I. Bioterrorism – Anthrax 2001 (Fig. 15.1)

A. Plague infested bodies hurled into enemy ranks in middle ages

B. US Pledged in 1969 to end bioterror research

C. Most bacteria are beneficial or neutral to humans and to all life, and life probably began w/

bacteria

II. Early earth and the origin of life (Fig. 15.2) – life needed the build up of O2

A.  (Fig. 15.3) Life began on a young earth

1.  3 billion yrs ago- earth bristles w/volcanoes, poisonous atmosphere;

2.  greenish mats of prokaryotes line shore

3.  O2 released from prokaryotes will change atmosphere forever

4.  Formation and breakup of Pangaea will have huge influence on diversity and distribution of life

5.  Homo sapiens will alter the land air and sea, also

6.  It is thought that the universe is expanding, the result of a giant explosion 10 – 20 billion years ago

7.  The earth probably started as a swirling mass of dust that condensed

8.  The core of earth is molten material, and there are layers of varying density

9.  The outermost layer is the thin, solid crust of the earth

10.  Early atmosphere of earth was composed of CO, CO2, N2 and H20, w/ possibly some methane and ammonia

11.  First seas may have formed when earth cooled enough for water to condense as rain

12.  Lightning, volcanic activity and UV radiation made early earth a pretty different place

13.  In this environment, life began

14.  Stromatolites are the fossilized mats of prokaryotes

B.  Stanley Miller’s experiments

1.  1953 Miller showed that amino acids and other organic molecules could have been formed on lifeless earth

2.  Oparin and Haldane proposed that O2 (corrosive – disrupts chemical bonds by extracting electrons) in atmosphere prevents spontaneous formation of organic molecules

3.  Early earth’s atmosphere would have added electrons, encouraging formation of chemical bonds

4.  Miller showed this was possible in the laboratory

C.  How did life originate?

1.  people used to think that life spontaneously arose, up till mid 19th century, eg flies came from rotting meat

2.  In 1862 Louis Pasteur confirmed that all life comes from preexisting life – no spontaneous generation.

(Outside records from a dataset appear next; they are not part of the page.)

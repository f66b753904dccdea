//! Step names and timing for the orchestrator's append-only trace.

use crate::error::OrchestratorError;
use crate::result::{StepRecord, StepStatus};
use std::time::Instant;

pub const CLASSIFICATION: &str = "classification";
pub const FIELD_SELECTION: &str = "field_selection";
pub const SQL_GENERATION: &str = "sql_generation";
pub const SQL_EXECUTION: &str = "sql_execution";
pub const VECTOR_SEARCH: &str = "vector_search";
pub const ERROR_CORRECTION: &str = "error_correction";
pub const FUSION: &str = "fusion";

/// Wall-clock timer for one step, consumed into a [`StepRecord`].
pub(crate) struct StepTimer {
    name: &'static str,
    start: Instant,
}

impl StepTimer {
    pub fn start(name: &'static str) -> Self {
        Self {
            name,
            start: Instant::now(),
        }
    }

    pub fn success(self, cache_hit: bool) -> StepRecord {
        StepRecord {
            name: self.name.to_string(),
            status: StepStatus::Success,
            duration_ms: self.start.elapsed().as_millis() as u64,
            error: None,
            cache_hit,
        }
    }

    pub fn failure(self, error: &OrchestratorError) -> StepRecord {
        StepRecord {
            name: self.name.to_string(),
            status: StepStatus::Failed,
            duration_ms: self.start.elapsed().as_millis() as u64,
            error: Some(error.to_string()),
            cache_hit: false,
        }
    }
}

#[cfg(test)]
mod tests {
    use super::*;
    use pretty_assertions::assert_eq;

    #[test]
    fn test_success_record() {
        let record = StepTimer::start(CLASSIFICATION).success(true);
        assert_eq!(record.name, "classification");
        assert_eq!(record.status, StepStatus::Success);
        assert!(record.cache_hit);
        assert_eq!(record.error, None);
    }

    #[test]
    fn test_failure_record_carries_message() {
        let err = OrchestratorError::Execution("no such column".to_string());
        let record = StepTimer::start(SQL_EXECUTION).failure(&err);
        assert_eq!(record.status, StepStatus::Failed);
        assert_eq!(
            record.error.as_deref(),
            Some("SQL execution failed: no such column")
        );
    }
}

3.  Did not address where life comes from

4.  We think that life began in prokaryotic form about 3.6 billion yrs ago – 4 Stages

5.  Stage 1 - aynthesis and accumulation of small organic molecules would have been a first step in formation of life

6.  2nd stage, formation of polymers would have preceded formation of life

7.  3rd stage - Origin of mechanism of polymer replication would have had to occur – ribozymes and RNA “genes” (Fig. 15.5)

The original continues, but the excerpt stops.